» **WHAT THIS TASK INVOLVES**: Return the records, each one exactly as written.

» **EXERCISE DATA**:
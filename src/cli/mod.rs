//! CLI module
//!
//! Provides command-line interface for:
//! - serve: Load configuration, build the adapter and serve HTTP
//! - check-config: Validate a configuration file and exit

mod args;
mod commands;
mod errors;

pub use args::{Cli, Command};
pub use commands::{check_config, run, run_command, serve, AdapterSettings, Config};
pub use errors::{CliError, CliErrorCode, CliResult};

» **RESULT**:
filename src/cli/mod.rs
//! CLI module
//!
//! Provides command-line interface for:
//! - serve: Load configuration, build the adapter and serve HTTP
//! - check-config: Validate a configuration file and exit

mod args;
mod commands;
mod errors;

pub use args::{Cli, Command};
pub use commands::{check_config, run, run_command, serve, AdapterSettings, Config};
pub use errors::{CliError, CliErrorCode, CliResult};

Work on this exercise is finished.